Auch wenn Sie Versicherungen eher reserviert gegenüberstehen – mit Diabetes sollten Sie außer Kranken- und privater Haftpflichtversicherung am besten zusätzlich folgende Policen im Portfolio haben:

  • Rechtsschutz inklusive Verkehrs- und Arbeitsrechtsschutz: Mit ihnen können Sie Anwaltskosten beziehungsweise Gerichtskosten bei Streitigkeiten mit Unfallgegnern oder Arbeitgebern finanzieren. Ebenso in Widerspruchsverfahren gegen Ablehnungsbescheide etwa der Krankenkasse.
  • Berufsunfähigkeitsversicherung: Eine staatliche Rente gibt es nur noch für Berufsunfähige, die vor dem 2.1.1961 geboren sind. Die statt dessen mögliche Erwerbsminderungsrente ist finanziell keine echte Alternative. Sie mündet für Betroffene nicht selten in Hartz IV.

Berufsunfähigkeit: Mehrere Angebote einholen

Private Invaliditätsvorsorge ist also ein Muss. Erst recht für Menschen mit chronischer Krankheit. Doch ausgerechnet bei denen stellen sich die Versicherungsunternehmen gern quer. Tricksen ist aber keine Lösung: Wer seinen Diabetes beim Versicherungsabschluss verschweigt, riskiert, im Schadensfall auf den Kosten sitzen zu bleiben.

Am besten holen Verbraucher von mehreren Versicherungsunternehmen Angebote ein. Doch Vorsicht: Die Unternehmen tauschen sich untereinander aus! Durch einen abgelehnten Antrag wird man für andere Versicherer uninteressant, nach dem Motto: "Die werden schon gewusst haben, warum".

Jurist Ebert empfiehlt, bei mehreren Versicherungsunternehmen probeweise anonym eine Berufsunfähigkeitsversicherung zu beantragen: "Bei solchen anonymen Probeanträgen gibt man zwar wahrheitsgemäß vorhandene Risiken wie Diabetes an, lässt dafür aber die Felder für persönliche Daten leer. So können die Versicherer nichts speichern, was sie an andere Unternehmen weiterleiten könnten." Einen offiziellen Antrag – mit dem man dann auch in der Kartei des Versicherers landet – stellt man erst nach Prüfung der Rückläufe und dann gleichzeitig bei mehreren Versicherern.
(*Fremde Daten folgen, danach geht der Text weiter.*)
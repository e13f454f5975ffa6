//! Timer queue that drives the per-account automation cycle.

pub mod clock;
pub mod delay;
pub mod driver;

pub use clock::{Clock, ManualClock, TokioClock};
pub use delay::{DelaySource, FixedDelay, UniformDelay, sample_delay};
pub use driver::{COMMENT_DISPLAY_CHARS, CycleDriver, RunSignal, apply_step};
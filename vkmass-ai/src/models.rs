use serde::{Deserialize, Serialize};

/// Where a provider's API key comes from.
#[derive(Debug, Clone, PartialEq, Eq, Serialize, Deserialize)]
pub enum Credential {
    /// A fixed key, mostly for tests.
    Static(String),
    /// Environment variables tried in order; the first non-empty one wins.
    Env(Vec<String>),
    Missing,
}

impl Credential {
    pub fn env(names: &[&str]) -> Self {
        Credential::Env(names.iter().map(|n| n.to_string()).collect())
    }

    /// Resolves the key. Environment lookups happen on every call so a key
    /// exported after startup is picked up.
    pub fn resolve(&self) -> Option<String> {
        match self {
            Credential::Static(key) if !key.trim().is_empty() => Some(key.clone()),
            Credential::Static(_) | Credential::Missing => None,
            Credential::Env(names) => names
                .iter()
                .filter_map(|name| std::env::var(name).ok())
                .find(|value| !value.trim().is_empty()),
        }
    }
}

/// Configuration for an AI provider
#[derive(Debug, Clone, Serialize, Deserialize)]
pub struct ProviderConfig {
    /// Base URL for API requests; each provider has its own default.
    pub api_base: Option<String>,

    pub credential: Credential,

    /// Model used when the request does not name one.
    pub default_model: String,
}

impl ProviderConfig {
    pub fn new(credential: Credential, default_model: &str) -> Self {
        Self {
            api_base: None,
            credential,
            default_model: default_model.to_string(),
        }
    }

    pub fn with_api_base(mut self, api_base: &str) -> Self {
        self.api_base = Some(api_base.trim_end_matches('/').to_string());
        self
    }
}

/// A single generation call, independent of the backend.
#[derive(Debug, Clone, PartialEq)]
pub struct GenerationRequest {
    pub prompt: String,
    pub system_instruction: Option<String>,
    /// Overrides [`ProviderConfig::default_model`].
    pub model: Option<String>,
    pub temperature: f32,
    /// JSON-schema-like description of the expected object, for structured output.
    pub response_schema: Option<serde_json::Value>,
}

impl GenerationRequest {
    pub fn new(prompt: impl Into<String>) -> Self {
        Self {
            prompt: prompt.into(),
            system_instruction: None,
            model: None,
            temperature: 1.0,
            response_schema: None,
        }
    }

    pub fn with_system_instruction(mut self, instruction: impl Into<String>) -> Self {
        self.system_instruction = Some(instruction.into());
        self
    }

    pub fn with_model(mut self, model: Option<&str>) -> Self {
        self.model = model.map(|m| m.to_string());
        self
    }

    pub fn with_schema(mut self, schema: serde_json::Value) -> Self {
        self.response_schema = Some(schema);
        self
    }

    pub fn with_temperature(mut self, temperature: f32) -> Self {
        self.temperature = temperature;
        self
    }
}
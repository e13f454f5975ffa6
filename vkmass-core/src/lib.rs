// src/lib.rs

pub mod accounts;
pub mod dashboard;
pub mod logs;
pub mod scheduler;
pub mod state;
pub mod tasks;

pub use state::{AppState, SharedState};
pub use vkmass_common::error::Error;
Versicherungsberater oder -makler?

Alternativ können Sie einen unabhängigen Berater mit der Suche nach einer adäquaten Berufsunfähigkeitsversicherung beauftragen. Im Gegensatz zu Versicherungsmaklern bekommen Versicherungsberater keine Provision von Versicherungsunternehmen, sondern stellen ihre Leistung den Kunden in Rechnung. Die Honorarhöhe berechnet sich meist nach Stunden und kann individuell stark schwanken.

Einen solchen unabhängigen Versicherungsberater finden Sie zum Beispiel über den Bundesverband der Versicherungsberater e. V. (www.bvvb.de), mit Hilfe der Verbraucherzentralen oder über das Telefonbuch beziehungsweise Internet. Nützliche Adressen gibt es auch beim Bund der Versicherten (www.bundderversicherten.de).